• WORK ITEM:
Quote the entries below from the line with "use std::fmt;" through the line with "pub struct UserId(pub String);", both ends included, and only those lines.

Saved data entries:
====

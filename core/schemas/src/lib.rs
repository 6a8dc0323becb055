use serde::{Deserialize, Serialize};
use std::fmt;

// ============================================================================
// ULID and ID Types
// ============================================================================

#[derive(Debug, Clone, PartialEq, Eq, Hash, Serialize, Deserialize)]
pub struct QuestId(pub String);

#[derive(Debug, Clone, PartialEq, Eq, Hash, Serialize, Deserialize)]
pub struct UserId(pub String);

#[derive(Debug, Clone, PartialEq, Eq, Hash, Serialize, Deserialize)]
pub struct MilestoneId(pub String);

#[derive(Debug, Clone, PartialEq, Eq, Hash, PartialOrd, Ord, Serialize, Deserialize)]
pub struct ChainId(pub String);

impl fmt::Display for QuestId {
    fn fmt(&self, f: &mut fmt::Formatter) -> fmt::Result {
        write!(f, "{}", self.0)
    }
}

impl fmt::Display for UserId {
    fn fmt(&self, f: &mut fmt::Formatter) -> fmt::Result {
        write!(f, "{}", self.0)
    }
}

impl fmt::Display for MilestoneId {
    fn fmt(&self, f: &mut fmt::Formatter) -> fmt::Result {
        write!(f, "{}", self.0)
    }
}

impl fmt::Display for ChainId {
    fn fmt(&self, f: &mut fmt::Formatter) -> fmt::Result {
        write!(f, "{}", self.0)
    }
}

// ============================================================================
// Quest Enums
// ============================================================================

#[derive(Debug, Clone, Copy, PartialEq, Eq, Serialize, Deserialize)]
pub enum QuestType {
    #[serde(rename = "main")]
    Main,
    #[serde(rename = "side")]
    Side,
    #[serde(rename = "daily")]
    Daily,
    #[serde(rename = "achievement")]
    Achievement,
}

impl QuestType {
    pub fn as_str(&self) -> &'static str {
        match self {
            QuestType::Main => "main",
            QuestType::Side => "side",
            QuestType::Daily => "daily",
            QuestType::Achievement => "achievement",
        }
    }
}

#[derive(Debug, Clone, Copy, PartialEq, Eq, Serialize, Deserialize)]
pub enum QuestStatus {
    #[serde(rename = "active")]
    Active,
    #[serde(rename = "paused")]
    Paused,
    #[serde(rename = "completed")]
    Completed,
    #[serde(rename = "abandoned")]
    Abandoned,
    #[serde(rename = "archived")]
    Archived,
}

impl QuestStatus {
    pub fn as_str(&self) -> &'static str {
        match self {
            QuestStatus::Active => "active",
            QuestStatus::Paused => "paused",
            QuestStatus::Completed => "completed",
            QuestStatus::Abandoned => "abandoned",
            QuestStatus::Archived => "archived",
        }
    }

    /// Terminal for automatic processing; completed/abandoned stay user-editable
    pub fn is_terminal(&self) -> bool {
        matches!(
            self,
            QuestStatus::Completed | QuestStatus::Abandoned | QuestStatus::Archived
        )
    }
}

#[derive(Debug, Clone, Copy, PartialEq, Eq, Serialize, Deserialize)]
pub enum QuestSource {
    #[serde(rename = "manual")]
    Manual,
    #[serde(rename = "extracted")]
    Extracted,
    #[serde(rename = "suggested")]
    Suggested,
    #[serde(rename = "imported")]
    Imported,
}

impl QuestSource {
    pub fn as_str(&self) -> &'static str {
        match self {
            QuestSource::Manual => "manual",
            QuestSource::Extracted => "extracted",
            QuestSource::Suggested => "suggested",
            QuestSource::Imported => "imported",
        }
    }
}

// ============================================================================
// Quest Schema
// ============================================================================

#[derive(Debug, Clone, Serialize, Deserialize)]
pub struct Milestone {
    pub id: MilestoneId,
    pub description: String,
    pub achieved: bool,
    pub achieved_date: Option<String>, // RFC3339
    pub target_date: Option<String>,   // RFC3339
}

#[derive(Debug, Clone, Serialize, Deserialize)]
pub struct Quest {
    pub id: QuestId,
    pub user_id: UserId,
    pub title: String,
    pub description: Option<String>,
    pub quest_type: QuestType,
    pub priority: u8,           // 1-10
    pub importance: u8,         // 1-10
    pub impact: u8,             // 1-10
    pub difficulty: Option<u8>, // 1-10, treated as 5 when absent
    pub status: QuestStatus,
    pub progress_percentage: u8, // 0-100
    pub category: Option<String>,
    pub parent_quest_id: Option<QuestId>,
    pub quest_chain_id: Option<ChainId>,
    pub related_goal_id: Option<String>,
    pub milestones: Vec<Milestone>,
    pub started_at: Option<String>,                // RFC3339
    pub completed_at: Option<String>,              // RFC3339
    pub abandoned_at: Option<String>,              // RFC3339
    pub estimated_completion_date: Option<String>, // RFC3339
    pub actual_completion_date: Option<String>,    // RFC3339
    pub last_activity_at: String,                  // RFC3339
    pub created_at: String,                        // RFC3339
    pub source: QuestSource,
}

// ============================================================================
// Quest History Schema
// ============================================================================

#[derive(Debug, Clone, Copy, PartialEq, Eq, Serialize, Deserialize)]
pub enum HistoryEventType {
    #[serde(rename = "created")]
    Created,
    #[serde(rename = "started")]
    Started,
    #[serde(rename = "resumed")]
    Resumed,
    #[serde(rename = "progress_update")]
    ProgressUpdate,
    #[serde(rename = "milestone_achieved")]
    MilestoneAchieved,
    #[serde(rename = "paused")]
    Paused,
    #[serde(rename = "completed")]
    Completed,
    #[serde(rename = "abandoned")]
    Abandoned,
    #[serde(rename = "reflected")]
    Reflected,
    #[serde(rename = "archived")]
    Archived,
}

impl HistoryEventType {
    pub fn as_str(&self) -> &'static str {
        match self {
            HistoryEventType::Created => "created",
            HistoryEventType::Started => "started",
            HistoryEventType::Resumed => "resumed",
            HistoryEventType::ProgressUpdate => "progress_update",
            HistoryEventType::MilestoneAchieved => "milestone_achieved",
            HistoryEventType::Paused => "paused",
            HistoryEventType::Completed => "completed",
            HistoryEventType::Abandoned => "abandoned",
            HistoryEventType::Reflected => "reflected",
            HistoryEventType::Archived => "archived",
        }
    }
}

/// Append-only audit event. Never mutated or deleted once written.
#[derive(Debug, Clone, Serialize, Deserialize)]
pub struct QuestHistory {
    pub id: i64,
    pub quest_id: QuestId,
    pub event_type: HistoryEventType,
    pub progress_before: Option<u8>,
    pub progress_after: Option<u8>,
    pub note: Option<String>,
    pub created_at: String, // RFC3339
}

// ============================================================================
// Quest Chain Schema (derived, recomputed on demand)
// ============================================================================

#[derive(Debug, Clone, Copy, PartialEq, Eq, Serialize, Deserialize)]
pub enum DependencyType {
    #[serde(rename = "blocks")]
    Blocks,
    #[serde(rename = "recommends")]
    Recommends,
    #[serde(rename = "enables")]
    Enables,
}

impl DependencyType {
    pub fn as_str(&self) -> &'static str {
        match self {
            DependencyType::Blocks => "blocks",
            DependencyType::Recommends => "recommends",
            DependencyType::Enables => "enables",
        }
    }
}

#[derive(Debug, Clone, PartialEq, Serialize, Deserialize)]
pub struct ChainDependency {
    pub quest: QuestId,
    pub depends_on: QuestId,
    pub dependency_type: DependencyType,
}

#[derive(Debug, Clone, PartialEq, Serialize, Deserialize)]
pub struct BranchingPoint {
    pub quest: QuestId,
    pub branches: Vec<QuestId>,
}

/// Unlocking relationship: a completed quest and the quests it enables
#[derive(Debug, Clone, PartialEq, Serialize, Deserialize)]
pub struct Consequence {
    pub quest: QuestId,
    pub unlocks: Vec<QuestId>,
}

#[derive(Debug, Clone, PartialEq, Serialize, Deserialize)]
pub struct QuestChain {
    pub id: ChainId,
    pub name: String,
    pub description: String,
    pub members: Vec<QuestId>,
    pub dependencies: Vec<ChainDependency>,
    pub branching_points: Vec<BranchingPoint>,
    pub consequences: Vec<Consequence>,
    pub storyline_progress: f64, // 0-100
    pub epic_completion: bool,
}

// ============================================================================
// Extracted Signals (untrusted input from the conversation extractor)
// ============================================================================

#[derive(Debug, Clone, Serialize, Deserialize)]
pub struct ProgressSignal {
    pub quest_title: String,
    pub progress: u8, // 0-100, clamped at the boundary
    pub confidence: f32,
}

#[derive(Debug, Clone, Serialize, Deserialize)]
pub struct AbandonSignal {
    pub quest_title: String,
    pub reason: String,
    pub confidence: f32,
}

#[derive(Debug, Clone, Serialize, Deserialize)]
pub struct PauseSignal {
    pub quest_title: String,
    pub reason: String,
    pub confidence: f32,
}

#[derive(Debug, Clone, Default, Serialize, Deserialize)]
pub struct LifeChangeSignals {
    #[serde(default)]
    pub abandon: Vec<AbandonSignal>,
    #[serde(default)]
    pub pause: Vec<PauseSignal>,
}

// ============================================================================
// API Input Types
// ============================================================================

fn default_dimension() -> u8 {
    5
}

#[derive(Debug, Clone, Serialize, Deserialize)]
pub struct CreateQuestInput {
    pub title: String,
    #[serde(default)]
    pub description: Option<String>,
    pub quest_type: QuestType,
    #[serde(default = "default_dimension")]
    pub priority: u8,
    #[serde(default = "default_dimension")]
    pub importance: u8,
    #[serde(default = "default_dimension")]
    pub impact: u8,
    #[serde(default)]
    pub difficulty: Option<u8>,
    #[serde(default)]
    pub category: Option<String>,
    #[serde(default)]
    pub parent_quest_id: Option<QuestId>,
    #[serde(default)]
    pub quest_chain_id: Option<ChainId>,
    #[serde(default)]
    pub related_goal_id: Option<String>,
    #[serde(default)]
    pub milestones: Vec<String>,
    #[serde(default)]
    pub estimated_completion_date: Option<String>, // RFC3339
    #[serde(default)]
    pub source: Option<QuestSource>,
}

// ============================================================================
// Helper Functions
// ============================================================================

pub fn generate_quest_id() -> QuestId {
    QuestId(format!("qst_{}", ulid::Ulid::new()))
}

pub fn generate_user_id() -> UserId {
    UserId(format!("usr_{}", ulid::Ulid::new()))
}

pub fn generate_milestone_id() -> MilestoneId {
    MilestoneId(format!("mst_{}", ulid::Ulid::new()))
}

pub fn generate_chain_id() -> ChainId {
    ChainId(format!("chn_{}", ulid::Ulid::new()))
}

====

• RESPONSE:
use std::fmt;

// ============================================================================
// ULID and ID Types
// ============================================================================

#[derive(Debug, Clone, PartialEq, Eq, Hash, Serialize, Deserialize)]
pub struct QuestId(pub String);

#[derive(Debug, Clone, PartialEq, Eq, Hash, Serialize, Deserialize)]
pub struct UserId(pub String);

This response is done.